▶ **Data provided**:
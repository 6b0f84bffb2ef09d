mod components;
pub mod layout;

use std::sync::OnceLock;
use std::time::Instant;
use ratatui::{
    layout::{Alignment, Constraint, Direction, Layout, Rect},
    style::{Modifier, Style},
    text::{Line, Span},
    widgets::{Block, Borders, Clear, Paragraph, Wrap},
    Frame,
};

use crate::animation::blend;
use crate::app::{App, Popup, Section};
use crate::config::RevealTrigger;
use crate::content::{COMPARISON, GLOSSARY, LANGUAGE_CATEGORIES, STEPS, TITLE};
use crate::theme::Theme;
use layout::ScreenLayout;

// Both presets are built once and picked per frame
static DARK: OnceLock<Theme> = OnceLock::new();
static LIGHT: OnceLock<Theme> = OnceLock::new();

fn theme(dark_mode: bool) -> &'static Theme {
    if dark_mode {
        DARK.get_or_init(Theme::dark)
    } else {
        LIGHT.get_or_init(Theme::light)
    }
}

/// Lines in the language panel, for scroll clamping.
/// Must agree with `components::category_lines`.
pub fn language_line_count() -> u16 {
    LANGUAGE_CATEGORIES
        .iter()
        .map(|category| 1 + category.languages.len() * components::LINES_PER_LANGUAGE)
        .sum::<usize>() as u16
}

pub fn draw(f: &mut Frame, app: &App) {
    let area = f.area();
    let theme = theme(app.dark_mode);
    let layout = ScreenLayout::compute(area, app);
    let now = Instant::now();

    f.render_widget(
        Block::default().style(Style::default().bg(theme.bg).fg(theme.text)),
        area,
    );

    draw_title(f, app, theme, &layout);
    draw_steps(f, app, theme, &layout, app.step_emphasis(now));
    draw_languages(f, app, theme, &layout);
    draw_comparison(f, theme, &layout);
    draw_glossary(f, app, theme, &layout, app.term_emphasis(now));
    draw_footer(f, app, theme, layout.footer);

    if app.popup == Popup::Help {
        draw_help_popup(f, theme);
    }
}

fn panel_block(title: &'static str, title_color: ratatui::style::Color, theme: &Theme, focused: bool) -> Block<'static> {
    let border_color = if focused { title_color } else { theme.inactive };
    Block::default()
        .title(Span::styled(
            format!(" {} ", title),
            Style::default().fg(title_color).add_modifier(Modifier::BOLD),
        ))
        .borders(Borders::ALL)
        .border_style(Style::default().fg(border_color))
        .style(Style::default().bg(theme.panel))
}

fn draw_title(f: &mut Frame, app: &App, theme: &Theme, layout: &ScreenLayout) {
    // Blue to purple gradient, one color step per character
    let len = TITLE.chars().count().max(2) - 1;
    let spans: Vec<Span> = TITLE
        .chars()
        .enumerate()
        .map(|(i, c)| {
            let color = blend(theme.title_from, theme.title_to, i as f32 / len as f32);
            Span::styled(c.to_string(), Style::default().fg(color).add_modifier(Modifier::BOLD))
        })
        .collect();

    f.render_widget(Paragraph::new(Line::from(spans)).alignment(Alignment::Center), layout.title);

    let icon = if app.dark_mode { "☀" } else { "☾" };
    let button = Paragraph::new(format!("[ {} ]", icon))
        .style(Style::default().fg(theme.text).bg(theme.button))
        .alignment(Alignment::Center);
    f.render_widget(button, layout.theme_button);
}

fn draw_steps(f: &mut Frame, app: &App, theme: &Theme, layout: &ScreenLayout, emphasis: f32) {
    let focused = app.section == Section::Steps;
    f.render_widget(panel_block("Programming Steps", theme.steps_heading, theme, focused), layout.steps);

    for (i, (step, card)) in STEPS.iter().zip(&layout.step_cards).enumerate() {
        if card.height == 0 {
            continue;
        }
        let active = app.active_step == Some(i);
        let block = components::card_block(
            theme,
            theme.content_color(step.color),
            active,
            focused && app.selected_step == i,
            emphasis,
        );
        let lines = components::step_lines(step, theme, app.nerd_font, active);
        f.render_widget(Paragraph::new(lines).block(block), *card);
    }
}

fn draw_languages(f: &mut Frame, app: &App, theme: &Theme, layout: &ScreenLayout) {
    let focused = app.section == Section::Languages;
    let block = panel_block("Choosing the Right Language", theme.languages_heading, theme, focused);
    let content = Paragraph::new(components::category_lines(LANGUAGE_CATEGORIES, theme))
        .block(block)
        .scroll((app.language_scroll, 0));
    f.render_widget(content, layout.languages);
}

fn draw_comparison(f: &mut Frame, theme: &Theme, layout: &ScreenLayout) {
    for (panel, area) in COMPARISON.iter().zip(&layout.comparison) {
        let block = Block::default()
            .title(Span::styled(
                format!(" {} ", panel.title),
                Style::default().fg(theme.text).add_modifier(Modifier::BOLD),
            ))
            .borders(Borders::ALL)
            .border_style(Style::default().fg(theme.content_color(panel.color)))
            .style(Style::default().bg(theme.panel));
        f.render_widget(Paragraph::new(components::comparison_lines(panel, theme)).block(block), *area);
    }
}

fn draw_glossary(f: &mut Frame, app: &App, theme: &Theme, layout: &ScreenLayout, emphasis: f32) {
    let focused = app.section == Section::Glossary;
    f.render_widget(panel_block("Glossary", theme.glossary_heading, theme, focused), layout.glossary);

    for (i, (entry, card)) in GLOSSARY.iter().zip(&layout.glossary_cards).enumerate() {
        let expanded = app.expanded_term == Some(i);
        let block = components::card_block(
            theme,
            theme.term_active,
            expanded,
            focused && app.selected_term == i,
            emphasis,
        );

        let (term_style, bg) = if expanded {
            (Style::default().fg(theme.term_active).add_modifier(Modifier::BOLD), theme.panel_active)
        } else {
            (Style::default().fg(theme.text).add_modifier(Modifier::BOLD), theme.panel)
        };

        let mut lines = vec![Line::from(Span::styled(entry.term, term_style))];
        if expanded {
            lines.push(Line::from(Span::styled(entry.definition, Style::default().fg(theme.text))));
        }

        let content = Paragraph::new(lines)
            .block(block.style(Style::default().bg(bg)))
            .wrap(Wrap { trim: true });
        f.render_widget(content, *card);
    }
}

fn draw_footer(f: &mut Frame, app: &App, theme: &Theme, area: Rect) {
    if let Some(ref status) = app.status_message {
        let line = Line::from(Span::styled(status.as_str(), Style::default().fg(theme.language)));
        f.render_widget(Paragraph::new(line).alignment(Alignment::Center), area);
        return;
    }

    let select = match (app.section, app.reveal) {
        (Section::Steps, RevealTrigger::Hover) => "Hover",
        (Section::Steps, RevealTrigger::Click) => "Select",
        (Section::Languages, _) => "Scroll",
        (Section::Glossary, _) => "Select",
    };
    let hints: Vec<(&str, &str)> = vec![
        ("↑↓", select),
        ("Enter", "Toggle"),
        ("Tab", "Next"),
        ("t", "Theme"),
        ("m", "Reveal"),
        ("a", "Anim"),
        ("?", "Help"),
        ("q", "Quit"),
    ];

    let mut spans = Vec::new();
    for (i, (key, label)) in hints.iter().enumerate() {
        if i > 0 {
            spans.push(Span::styled(" │ ", Style::default().fg(theme.inactive)));
        }
        spans.push(Span::styled(*key, Style::default().fg(theme.category)));
        spans.push(Span::styled(format!(" {}", label), Style::default().fg(theme.text_dim)));
    }

    f.render_widget(Paragraph::new(Line::from(spans)).alignment(Alignment::Center), area);
}

fn draw_help_popup(f: &mut Frame, theme: &Theme) {
    let popup_area = centered_rect(60, 60, f.area());
    f.render_widget(Clear, popup_area);

    let key = |k: &'static str, desc: &'static str| {
        Line::from(vec![
            Span::styled(format!("  {:<12}", k), Style::default().fg(theme.category)),
            Span::styled(desc, Style::default().fg(theme.text)),
        ])
    };

    let help_text = vec![
        Line::from(""),
        key("Tab/S-Tab", "Move focus: steps, languages, glossary"),
        key("↑↓ j k", "Move step cursor, scroll languages, glossary rows"),
        key("← →", "Move across glossary cards"),
        key("Enter/Space", "Expand or collapse the focused card"),
        key("Esc", "Collapse the focused section"),
        key("t", "Toggle dark/light theme"),
        key("m", "Reveal step details on hover or click"),
        key("a", "Toggle card animation"),
        key("q", "Quit"),
        Line::from(""),
        Line::from(Span::styled(
            "  Mouse: hover or click cards, wheel scrolls languages",
            Style::default().fg(theme.text_dim),
        )),
    ];

    let help = Paragraph::new(help_text)
        .block(
            Block::default()
                .title(Span::styled(" devpath Help ", Style::default().fg(theme.steps_heading)))
                .borders(Borders::ALL)
                .border_style(Style::default().fg(theme.steps_heading))
                .style(Style::default().bg(theme.panel)),
        )
        .wrap(Wrap { trim: false });

    f.render_widget(help, popup_area);
}

fn centered_rect(percent_x: u16, percent_y: u16, r: Rect) -> Rect {
    let popup_layout = Layout::default()
        .direction(Direction::Vertical)
        .constraints([
            Constraint::Percentage((100 - percent_y) / 2),
            Constraint::Percentage(percent_y),
            Constraint::Percentage((100 - percent_y) / 2),
        ])
        .split(r);

    Layout::default()
        .direction(Direction::Horizontal)
        .constraints([
            Constraint::Percentage((100 - percent_x) / 2),
            Constraint::Percentage(percent_x),
            Constraint::Percentage((100 - percent_x) / 2),
        ])
        .split(popup_layout[1])[1]
}

#[cfg(test)]
mod tests {
    use super::*;
    use crate::config::AppConfig;
    use ratatui::{backend::TestBackend, Terminal};

    fn render(app: &App) -> String {
        let mut terminal = Terminal::new(TestBackend::new(160, 60)).unwrap();
        terminal.draw(|f| draw(f, app)).unwrap();
        let buffer = terminal.backend().buffer();
        buffer
            .content
            .chunks(buffer.area.width as usize)
            .map(|row| row.iter().map(|cell| cell.symbol()).collect::<String>())
            .collect::<Vec<_>>()
            .join("\n")
    }

    fn app() -> App {
        App::new(&AppConfig { nerd_font: false, ..AppConfig::default() })
    }

    #[test]
    fn test_initial_render() {
        let app = app();
        let screen = render(&app);
        assert!(screen.contains(TITLE));
        assert!(screen.contains("☀"));

        let mut last = 0;
        for step in STEPS {
            let at = screen.find(step.title).unwrap();
            assert!(at > last);
            last = at;
        }
        for entry in GLOSSARY {
            assert!(screen.contains(entry.term));
            assert!(!screen.contains(entry.definition));
        }
        assert!(!screen.contains("Define requirements"));
    }

    #[test]
    fn test_glossary_click_reveals_one_definition() {
        let mut app = app();
        app.on_glossary_click(3);
        let screen = render(&app);
        assert!(screen.contains("Reusable software environment"));
        for (i, entry) in GLOSSARY.iter().enumerate() {
            if i != 3 {
                assert!(!screen.contains(entry.definition));
            }
        }
    }

    #[test]
    fn test_active_step_shows_details() {
        let mut app = app();
        app.on_step_hover_enter(3);
        let screen = render(&app);
        assert!(screen.contains("• Performance testing"));
        assert!(!screen.contains("• Write code"));
    }

    #[test]
    fn test_languages_and_comparison() {
        let screen = render(&app());
        assert!(screen.contains("Web Development"));
        assert!(screen.contains("JavaScript"));
        assert!(screen.contains(" React "));
        assert!(screen.contains("No-Code"));
        assert!(screen.contains("Pre-built components"));
    }

    #[test]
    fn test_light_theme_button() {
        let mut app = app();
        app.on_theme_toggle();
        let screen = render(&app);
        assert!(screen.contains("☾"));
        assert!(!screen.contains("☀"));
    }

    #[test]
    fn test_help_popup() {
        let mut app = app();
        app.popup = Popup::Help;
        assert!(render(&app).contains("devpath Help"));
    }

    #[test]
    fn test_language_line_count() {
        // 3 categories, 8 languages at 5 lines each
        assert_eq!(language_line_count(), 3 + 8 * 5);
        for theme in [Theme::dark(), Theme::light()] {
            let lines = components::category_lines(LANGUAGE_CATEGORIES, &theme);
            assert_eq!(lines.len(), language_line_count() as usize);
        }
    }
}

▶ **What you are asked to do**:
Filter the records above, keeping each line that contains the word "else".

▶ **Task solution**:
    } else {
    let border_color = if focused { title_color } else { theme.inactive };
    let icon = if app.dark_mode { "☀" } else { "☾" };
        } else {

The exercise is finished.